Exercise aim:
Which lines run from the one containing "async fn missing_rows_report_false_or_none()" to the end of the entries? Quote them exactly, and nothing else.

Supplied information:
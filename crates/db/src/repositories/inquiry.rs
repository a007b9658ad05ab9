use chrono::{DateTime, Utc};
use sqlx::sqlite::SqliteRow;
use sqlx::{Row, SqliteConnection};

use atelier_core::domain::inquiry::{Inquiry, InquiryDetails, InquiryId, InquiryStatus};
use atelier_core::domain::user::UserId;

use super::{non_negative_u32, parse_date, parse_rfc3339, timestamp, RepositoryError};

const SELECT_INQUIRY: &str = "SELECT id, contact_name, contact_email, contact_phone, event_type,
        event_date, address1, address2, city, state, zip_code, guest_count_adults,
        guest_count_children, vision_notes, source, status, assigned_to_id, created_at, updated_at
     FROM inquiry";

/// Column values of one `inquiry` row.
#[derive(Clone, Debug, PartialEq, Eq)]
pub struct InquiryRecord {
    pub id: String,
    pub contact_name: String,
    pub contact_email: String,
    pub contact_phone: Option<String>,
    pub event_type: String,
    pub event_date: Option<String>,
    pub address1: Option<String>,
    pub address2: Option<String>,
    pub city: Option<String>,
    pub state: Option<String>,
    pub zip_code: Option<String>,
    pub guest_count_adults: Option<i64>,
    pub guest_count_children: Option<i64>,
    pub vision_notes: Option<String>,
    pub source: Option<String>,
    pub status: String,
    pub assigned_to_id: Option<String>,
    pub created_at: String,
    pub updated_at: String,
}

impl From<&Inquiry> for InquiryRecord {
    fn from(value: &Inquiry) -> Self {
        let details = &value.details;
        Self {
            id: value.id.0.clone(),
            contact_name: details.contact_name.clone(),
            contact_email: details.contact_email.clone(),
            contact_phone: details.contact_phone.clone(),
            event_type: details.event_type.clone(),
            event_date: details.event_date.map(|date| date.format("%Y-%m-%d").to_string()),
            address1: details.address1.clone(),
            address2: details.address2.clone(),
            city: details.city.clone(),
            state: details.state.clone(),
            zip_code: details.zip_code.clone(),
            guest_count_adults: details.guest_count_adults.map(i64::from),
            guest_count_children: details.guest_count_children.map(i64::from),
            vision_notes: details.vision_notes.clone(),
            source: details.source.clone(),
            status: value.status.as_str().to_string(),
            assigned_to_id: value.assigned_to.as_ref().map(|user| user.0.clone()),
            created_at: timestamp(value.created_at),
            updated_at: timestamp(value.updated_at),
        }
    }
}

impl TryFrom<InquiryRecord> for Inquiry {
    type Error = RepositoryError;

    fn try_from(value: InquiryRecord) -> Result<Self, Self::Error> {
        let status = value.status.parse::<InquiryStatus>().map_err(|_| {
            RepositoryError::Decode(format!("invalid inquiry status: {}", value.status))
        })?;

        Ok(Self {
            id: InquiryId(value.id),
            details: InquiryDetails {
                contact_name: value.contact_name,
                contact_email: value.contact_email,
                contact_phone: value.contact_phone,
                event_type: value.event_type,
                event_date: value
                    .event_date
                    .as_deref()
                    .map(|date| parse_date("inquiry event_date", date))
                    .transpose()?,
                address1: value.address1,
                address2: value.address2,
                city: value.city,
                state: value.state,
                zip_code: value.zip_code,
                guest_count_adults: value
                    .guest_count_adults
                    .map(|count| non_negative_u32("guest_count_adults", count))
                    .transpose()?,
                guest_count_children: value
                    .guest_count_children
                    .map(|count| non_negative_u32("guest_count_children", count))
                    .transpose()?,
                vision_notes: value.vision_notes,
                source: value.source,
            },
            status,
            assigned_to: value.assigned_to_id.map(UserId),
            created_at: parse_rfc3339("inquiry created_at", &value.created_at)?,
            updated_at: parse_rfc3339("inquiry updated_at", &value.updated_at)?,
        })
    }
}

fn inquiry_record_from_row(row: &SqliteRow) -> Result<InquiryRecord, RepositoryError> {
    Ok(InquiryRecord {
        id: row.try_get("id")?,
        contact_name: row.try_get("contact_name")?,
        contact_email: row.try_get("contact_email")?,
        contact_phone: row.try_get("contact_phone")?,
        event_type: row.try_get("event_type")?,
        event_date: row.try_get("event_date")?,
        address1: row.try_get("address1")?,
        address2: row.try_get("address2")?,
        city: row.try_get("city")?,
        state: row.try_get("state")?,
        zip_code: row.try_get("zip_code")?,
        guest_count_adults: row.try_get("guest_count_adults")?,
        guest_count_children: row.try_get("guest_count_children")?,
        vision_notes: row.try_get("vision_notes")?,
        source: row.try_get("source")?,
        status: row.try_get("status")?,
        assigned_to_id: row.try_get("assigned_to_id")?,
        created_at: row.try_get("created_at")?,
        updated_at: row.try_get("updated_at")?,
    })
}

fn inquiry_from_row(row: &SqliteRow) -> Result<Inquiry, RepositoryError> {
    inquiry_record_from_row(row)?.try_into()
}

pub(crate) async fn find(
    conn: &mut SqliteConnection,
    id: &InquiryId,
) -> Result<Option<Inquiry>, RepositoryError> {
    let row = sqlx::query(&format!("{SELECT_INQUIRY} WHERE id = ?"))
        .bind(&id.0)
        .fetch_optional(&mut *conn)
        .await?;

    row.as_ref().map(inquiry_from_row).transpose()
}

pub(crate) async fn list(conn: &mut SqliteConnection) -> Result<Vec<Inquiry>, RepositoryError> {
    let rows = sqlx::query(&format!("{SELECT_INQUIRY} ORDER BY created_at DESC, rowid DESC"))
        .fetch_all(&mut *conn)
        .await?;

    rows.iter().map(inquiry_from_row).collect()
}

pub(crate) async fn insert(
    conn: &mut SqliteConnection,
    inquiry: &Inquiry,
) -> Result<(), RepositoryError> {
    let record = InquiryRecord::from(inquiry);
    sqlx::query(
        "INSERT INTO inquiry (
            id, contact_name, contact_email, contact_phone, event_type, event_date,
            address1, address2, city, state, zip_code, guest_count_adults,
            guest_count_children, vision_notes, source, status, assigned_to_id,
            created_at, updated_at
         ) VALUES (?, ?, ?, ?, ?, ?, ?, ?, ?, ?, ?, ?, ?, ?, ?, ?, ?, ?, ?)",
    )
    .bind(record.id)
    .bind(record.contact_name)
    .bind(record.contact_email)
    .bind(record.contact_phone)
    .bind(record.event_type)
    .bind(record.event_date)
    .bind(record.address1)
    .bind(record.address2)
    .bind(record.city)
    .bind(record.state)
    .bind(record.zip_code)
    .bind(record.guest_count_adults)
    .bind(record.guest_count_children)
    .bind(record.vision_notes)
    .bind(record.source)
    .bind(record.status)
    .bind(record.assigned_to_id)
    .bind(record.created_at)
    .bind(record.updated_at)
    .execute(&mut *conn)
    .await?;

    Ok(())
}

pub(crate) async fn update_details(
    conn: &mut SqliteConnection,
    id: &InquiryId,
    details: &InquiryDetails,
    updated_at: DateTime<Utc>,
) -> Result<bool, RepositoryError> {
    let result = sqlx::query(
        "UPDATE inquiry
         SET contact_name = ?, contact_email = ?, contact_phone = ?, event_type = ?,
             event_date = ?, address1 = ?, address2 = ?, city = ?, state = ?, zip_code = ?,
             guest_count_adults = ?, guest_count_children = ?, vision_notes = ?, source = ?,
             updated_at = ?
         WHERE id = ?",
    )
    .bind(&details.contact_name)
    .bind(&details.contact_email)
    .bind(&details.contact_phone)
    .bind(&details.event_type)
    .bind(details.event_date.map(|date| date.format("%Y-%m-%d").to_string()))
    .bind(&details.address1)
    .bind(&details.address2)
    .bind(&details.city)
    .bind(&details.state)
    .bind(&details.zip_code)
    .bind(details.guest_count_adults.map(i64::from))
    .bind(details.guest_count_children.map(i64::from))
    .bind(&details.vision_notes)
    .bind(&details.source)
    .bind(timestamp(updated_at))
    .bind(&id.0)
    .execute(&mut *conn)
    .await?;

    Ok(result.rows_affected() > 0)
}

pub(crate) async fn update_status(
    conn: &mut SqliteConnection,
    id: &InquiryId,
    status: InquiryStatus,
    updated_at: DateTime<Utc>,
) -> Result<bool, RepositoryError> {
    let result = sqlx::query("UPDATE inquiry SET status = ?, updated_at = ? WHERE id = ?")
        .bind(status.as_str())
        .bind(timestamp(updated_at))
        .bind(&id.0)
        .execute(&mut *conn)
        .await?;

    Ok(result.rows_affected() > 0)
}

pub(crate) async fn update_assignee(
    conn: &mut SqliteConnection,
    id: &InquiryId,
    assignee: Option<&UserId>,
    updated_at: DateTime<Utc>,
) -> Result<bool, RepositoryError> {
    let result = sqlx::query("UPDATE inquiry SET assigned_to_id = ?, updated_at = ? WHERE id = ?")
        .bind(assignee.map(|user| user.0.as_str()))
        .bind(timestamp(updated_at))
        .bind(&id.0)
        .execute(&mut *conn)
        .await?;

    Ok(result.rows_affected() > 0)
}

/// Writes the row back unchanged. As the first statement of a deferred transaction this
/// takes SQLite's write lock without editing the inquiry; other writers wait on it
/// (`busy_timeout`) until commit or rollback.
pub(crate) async fn lock(
    conn: &mut SqliteConnection,
    id: &InquiryId,
) -> Result<bool, RepositoryError> {
    let result = sqlx::query("UPDATE inquiry SET status = status WHERE id = ?")
        .bind(&id.0)
        .execute(&mut *conn)
        .await?;

    Ok(result.rows_affected() > 0)
}

#[cfg(test)]
mod tests {
    use chrono::{NaiveDate, Utc};

    use atelier_core::domain::inquiry::{Inquiry, InquiryDetails, InquiryId, InquiryStatus};
    use atelier_core::domain::user::UserId;

    use super::{find, insert, list, lock, update_assignee, update_status, InquiryRecord};
    use crate::{connect_with_settings, migrations, DbPool};

    async fn setup_pool() -> DbPool {
        let pool = connect_with_settings("sqlite::memory:", 1, 30).await.expect("connect");
        migrations::run_pending(&pool).await.expect("migrations");
        pool
    }

    fn inquiry(name: &str) -> Inquiry {
        Inquiry::new(
            InquiryDetails {
                contact_name: name.to_string(),
                contact_email: "client@example.com".to_string(),
                contact_phone: Some("555-0100".to_string()),
                event_type: "Wedding".to_string(),
                event_date: NaiveDate::from_ymd_opt(2026, 9, 12),
                address1: None,
                address2: None,
                city: Some("Savannah".to_string()),
                state: Some("GA".to_string()),
                zip_code: None,
                guest_count_adults: Some(180),
                guest_count_children: Some(12),
                vision_notes: Some("Garden romance, blush and ivory".to_string()),
                source: Some("instagram".to_string()),
            },
            Utc::now(),
        )
    }

    #[test]
    fn record_round_trip_keeps_dates_and_counts() {
        let value = inquiry("Lena Park");
        let decoded = Inquiry::try_from(InquiryRecord::from(&value)).expect("decode");

        assert_eq!(decoded.details, value.details);
        assert_eq!(decoded.status, InquiryStatus::New);
    }

    #[test]
    fn unknown_status_is_a_decode_error() {
        let mut record = InquiryRecord::from(&inquiry("Lena Park"));
        record.status = "ARCHIVED".to_string();
        assert!(Inquiry::try_from(record).is_err());
    }

    #[tokio::test]
    async fn insert_find_and_update_inquiry() {
        let pool = setup_pool().await;
        let mut conn = pool.acquire().await.expect("acquire");
        let value = inquiry("Lena Park");

        insert(&mut conn, &value).await.expect("insert");
        assert!(update_status(&mut conn, &value.id, InquiryStatus::Quoting, Utc::now())
            .await
            .expect("update status"));
        let planner = UserId("planner".to_string());
        assert!(update_assignee(&mut conn, &value.id, Some(&planner), Utc::now())
            .await
            .expect("assign"));

        let found = find(&mut conn, &value.id).await.expect("find").expect("exists");
        assert_eq!(found.status, InquiryStatus::Quoting);
        assert_eq!(found.assigned_to, Some(UserId("planner".to_string())));
        assert_eq!(found.details.event_date, NaiveDate::from_ymd_opt(2026, 9, 12));
    }

    #[tokio::test]
    async fn missing_rows_report_false_or_none() {
        let pool = setup_pool().await;
        let mut conn = pool.acquire().await.expect("acquire");
        let missing = InquiryId("missing".to_string());

        assert!(find(&mut conn, &missing).await.expect("find").is_none());
        assert!(!lock(&mut conn, &missing).await.expect("lock"));
        assert!(!update_status(&mut conn, &missing, InquiryStatus::Lost, Utc::now())
            .await
            .expect("update"));
    }

    #[tokio::test]
    async fn list_is_newest_first() {
        let pool = setup_pool().await;
        let mut conn = pool.acquire().await.expect("acquire");

        let mut older = inquiry("Older");
        older.created_at = Utc::now() - chrono::Duration::days(2);
        let newer = inquiry("Newer");
        insert(&mut conn, &older).await.expect("insert older");
        insert(&mut conn, &newer).await.expect("insert newer");

        let names: Vec<String> = list(&mut conn)
            .await
            .expect("list")
            .into_iter()
            .map(|inquiry| inquiry.details.contact_name)
            .collect();
        assert_eq!(names, vec!["Newer".to_string(), "Older".to_string()]);
    }
}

Solution to this problem:
    async fn missing_rows_report_false_or_none() {
        let pool = setup_pool().await;
        let mut conn = pool.acquire().await.expect("acquire");
        let missing = InquiryId("missing".to_string());

        assert!(find(&mut conn, &missing).await.expect("find").is_none());
        assert!(!lock(&mut conn, &missing).await.expect("lock"));
        assert!(!update_status(&mut conn, &missing, InquiryStatus::Lost, Utc::now())
            .await
            .expect("update"));
    }

    #[tokio::test]
    async fn list_is_newest_first() {
        let pool = setup_pool().await;
        let mut conn = pool.acquire().await.expect("acquire");

        let mut older = inquiry("Older");
        older.created_at = Utc::now() - chrono::Duration::days(2);
        let newer = inquiry("Newer");
        insert(&mut conn, &older).await.expect("insert older");
        insert(&mut conn, &newer).await.expect("insert newer");

        let names: Vec<String> = list(&mut conn)
            .await
            .expect("list")
            .into_iter()
            .map(|inquiry| inquiry.details.contact_name)
            .collect();
        assert_eq!(names, vec!["Newer".to_string(), "Older".to_string()]);
    }
}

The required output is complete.